OfficeToPDF:Microsoft Office文書をPDFに変換するコマンドラインツール
OfficeToPDFは、Microsoft Office文書をPDF形式に変換するための強力なコマンドラインユーティリティです。Word、Excel、PowerPointなどのOfficeファイルをPDFに変換する必要がある場合、このツールは効率的な解決策を提供します。
プロジェクトの主な機能
OfficeToPDFは、Microsoft Officeの組み込みPDFエクスポート機能を利用するコマンドラインアプリケーションで、Office 2003から2016までのすべてのバージョンに対応しています。手動での「名前を付けて保存」操作を必要とせず、サーバー環境での一括処理に最適化されています。
対応ファイルフォーマット:
- Wordファイル:.doc, .docx, .dot, .dotx, .docm, .dotm, .rtf, .wpd
- Excelファイル:.xls, .xlsx, .xlsm, .xlsb, .csv
- PowerPointファイル:.ppt, .pptx, .pptm, .pps, .ppsx
- その他の文書:Visio(.vsd)、Publisher(.pub)、Outlook(.msg)、Project(.mpp)

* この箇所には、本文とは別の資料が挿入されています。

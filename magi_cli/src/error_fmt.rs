//! Human-readable error descriptions and structured JSON error formatting.

use magi_core::error::{BuildError, MagiError};

/// Stable name of a typed error for JSON output.
pub fn error_reason_name(e: &MagiError) -> &'static str {
    match e {
        MagiError::Hardware(_) => "Hardware",
        MagiError::HardwareFault(_) => "HardwareFault",
        MagiError::Timeout => "Timeout",
        MagiError::Config(_) => "Config",
        MagiError::AlreadyRunning => "AlreadyRunning",
        MagiError::Data(_) => "Data",
        MagiError::Io(_) => "Io",
    }
}

/// Map an eyre::Report to a human-readable explanation with likely causes and fix hints.
pub fn humanize(err: &eyre::Report) -> String {
    if let Some(be) = err.downcast_ref::<BuildError>() {
        return match be {
            BuildError::MissingSensor => {
                "What happened: No temperature sensor was provided to the controller.\nLikely causes: The ADC failed to initialize or was not wired into the builder.\nHow to fix: Ensure the sensor is created successfully and passed via with_sensor(...).".to_string()
            }
            BuildError::MissingHeater => {
                "What happened: No heater was provided to the controller.\nLikely causes: The PWM heater failed to initialize or was not wired into the builder.\nHow to fix: Ensure the heater is created successfully and passed via with_heater(...).".to_string()
            }
            BuildError::InvalidConfig(msg) => format!(
                "What happened: Invalid control configuration ({msg}).\nLikely causes: Missing or out-of-range values in [control].\nHow to fix: Edit the config file, then rerun."
            ),
        };
    }

    if let Some(me) = err.downcast_ref::<MagiError>() {
        return match me {
            MagiError::Timeout => "What happened: A sensor read timed out.\nLikely causes: MCP3008 not wired correctly, SPI disabled, or the timeout is too low.\nHow to fix: Check SPI wiring and power, and consider raising hardware.sensor_read_timeout_ms.".to_string(),
            MagiError::Hardware(msg) => format!(
                "What happened: Hardware error ({msg}).\nLikely causes: Wrong pins, missing SPI/GPIO permissions, or a loose connection.\nHow to fix: Check [pins] in the config and that the process may access /dev/spidev0.0 and GPIO."
            ),
            MagiError::HardwareFault(msg) => format!(
                "What happened: The heater could not be switched off ({msg}).\nLikely causes: GPIO failure while shutting down.\nHow to fix: Cut heater power manually before touching the chip, then check the PWM wiring."
            ),
            MagiError::AlreadyRunning => "What happened: The temperature loop is already running.\nLikely causes: start was requested twice.\nHow to fix: End the current assay first.".to_string(),
            MagiError::Config(msg) => format!(
                "What happened: Invalid request or configuration ({msg}).\nLikely causes: Out-of-range analysis parameters or a malformed card.\nHow to fix: Correct the value and try again."
            ),
            MagiError::Data(msg) => format!(
                "What happened: The assay data could not be analyzed ({msg}).\nLikely causes: Too few samples after the warm-up cut, or a card with more wells than the file has columns.\nHow to fix: Check the raw file and the card, or lower --cut-time."
            ),
            MagiError::Io(msg) => format!(
                "What happened: File error ({msg}).\nLikely causes: Missing data directory or insufficient permissions.\nHow to fix: Check data.directory in the config."
            ),
        };
    }

    // String-based heuristics for errors coming from init or config
    let msg = err.to_string();
    let lower = msg.to_ascii_lowercase();

    if lower.contains("spi error") || lower.contains("gpio error") {
        return "What happened: Failed to initialize hardware.\nLikely causes: SPI not enabled, incorrect pin numbers, or insufficient permissions.\nHow to fix: Enable SPI (raspi-config), fix [pins], and run as a user in the spi/gpio groups.".to_string();
    }

    if lower.contains("invalid configuration") {
        let cause = err
            .chain()
            .nth(1)
            .map(|c| format!(" ({c})"))
            .unwrap_or_default();
        return format!(
            "What happened: Configuration is invalid{cause}.\nLikely causes: Out-of-range values or a typo in the TOML.\nHow to fix: Edit the config file and try again."
        );
    }

    if lower.contains("card json") || lower.contains("well_config") {
        return format!(
            "What happened: The assay card could not be read ({msg}).\nLikely causes: Missing well_config or a ragged grid.\nHow to fix: Re-export the card from the client."
        );
    }

    // Generic fallback
    let mut cause = String::new();
    if let Some(src) = err.source() {
        cause = format!(" Cause: {src}");
    }
    format!(
        "Something went wrong.{cause}\nHow to fix: Re-run with --log-level=debug for details. Original: {msg}"
    )
}

/// Map typed errors to stable exit codes; everything else returns 1.
pub fn exit_code_for_error(err: &eyre::Report) -> i32 {
    match err.downcast_ref::<MagiError>() {
        Some(MagiError::Timeout | MagiError::Hardware(_)) => 3,
        Some(MagiError::HardwareFault(_)) => 4,
        Some(MagiError::Data(_)) => 5,
        _ => 1,
    }
}

/// Structured JSON for errors when --json is enabled.
pub fn format_error_json(err: &eyre::Report) -> String {
    use serde_json::json;

    let reason = match (err.downcast_ref::<MagiError>(), err.downcast_ref::<BuildError>()) {
        (Some(me), _) => error_reason_name(me),
        (None, Some(_)) => "Build",
        (None, None) => "Error",
    };
    json!({ "reason": reason, "message": humanize(err) }).to_string()
}

#[cfg(test)]
mod tests {
    use super::*;

    #[test]
    fn typed_errors_get_specific_hints_and_codes() {
        let e: eyre::Report = MagiError::Timeout.into();
        assert!(humanize(&e).contains("sensor_read_timeout_ms"));
        assert_eq!(exit_code_for_error(&e), 3);

        let e: eyre::Report = MagiError::Data("need at least 2 samples".into()).into();
        assert_eq!(exit_code_for_error(&e), 5);
        let v: serde_json::Value = serde_json::from_str(&format_error_json(&e)).unwrap();
        assert_eq!(v["reason"], "Data");
        assert!(v["message"].as_str().unwrap().contains("need at least 2 samples"));
    }

    #[test]
    fn wrapped_config_errors_show_the_cause() {
        let e = eyre::eyre!("control.bias must be in [0.0, 1.0]").wrap_err("invalid configuration");
        let text = humanize(&e);
        assert!(text.starts_with("What happened: Configuration is invalid"));
        assert!(text.contains("control.bias"));
        assert_eq!(exit_code_for_error(&e), 1);
    }
}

- オープンソースフォーマット:OpenOffice(.odt, .odp, .ods)
セットアップガイド
システム要件:
- .NET Framework 4
- Microsoft Office 2016、2013、2010、または2007
Office 2007をご利用の場合、以下の追加コンポーネントが必要です:
- Visual Studio 2010 Tools for Office Runtime
- 2007 Microsoft Office Add-in: Microsoft Save as PDF or XPS
基本的な使用方法
プロジェクトを取得するには:
git clone https://gitcode.com/gh_mirrors/of/OfficeToPDF
単純な変換操作の例:
converttool.exe 元の文書.docx 変換後.pdf
主要なオプションパラメータ
基本オプション:
/outline- PDF内にアウトライン構造を作成/viewonly- リードオンリーモードで文書を開く/printer- 印刷向けの高品質PDFを生成/minimize- 変換中にOfficeアプリケーションを最小化
高度な設定:
/archive- ISO 19005-1準拠のPDF/A形式で出力/theme- Wordテンプレートを使用してフォーマットを統一/accesskey- パスワード保護された文書へのアクセスキーを指定
実際の適用シナリオ
企業内文書管理:
大規模企業では、IT部門が社内文書をPDF形式に統一して配布する必要があります。OfficeToPDFを使用することで、定期タスクとして特定ディレクトリ内のOffice文書を自動的にPDF化し、作業効率を大幅に向上させることができます。
サーバー側での一括処理:
サーバーにOfficeToPDFを展開することで、無人での文書変換サービスを実現できます。ユーザーがOffice文書をアップロードすると、システムが自動的にPDFに変換して保存します。
部門間協力の最適化:
「外部にはPDF版のみを配布する」という方針がある場合、OfficeToPDFはすべての外部文書が統一基準を満たすことを保証し、内部文書の元のフォーマットを維持します。
関連ツールエコシステム
LibreOffice:
オープンソースオフィススイートとして、PDFエクスポート機能を提供し、特にWindows以外の環境での使用に適しています。
Pandoc変換ツール:
複数の文書フォーマット間の変換をサポートし、OfficeからPDFへの直接変換はサポートしていませんが、OfficeToPDFと組み合わせてより複雑な文書処理ワークフローを構築できます。
Ghostscript:
PostScriptおよびPDFファイルを処理する専門ツールです。OfficeToPDFはPostScriptプリンターへの印刷機能を通じて変換をサポートしており、Ghostscriptのサポートが必要です。
これらのエコシステムツールとOfficeToPDFを組み合わせることで、より強力な文書処理および変換システムを構築し、さまざまな複雑なビジネスニーズに対応できます。
大規模な文書変換を行う際は、事前に少数の文書でパラメータ設定をテストし、変換結果が期待通りであることを確認した上で本番環境に導入することをお勧めします。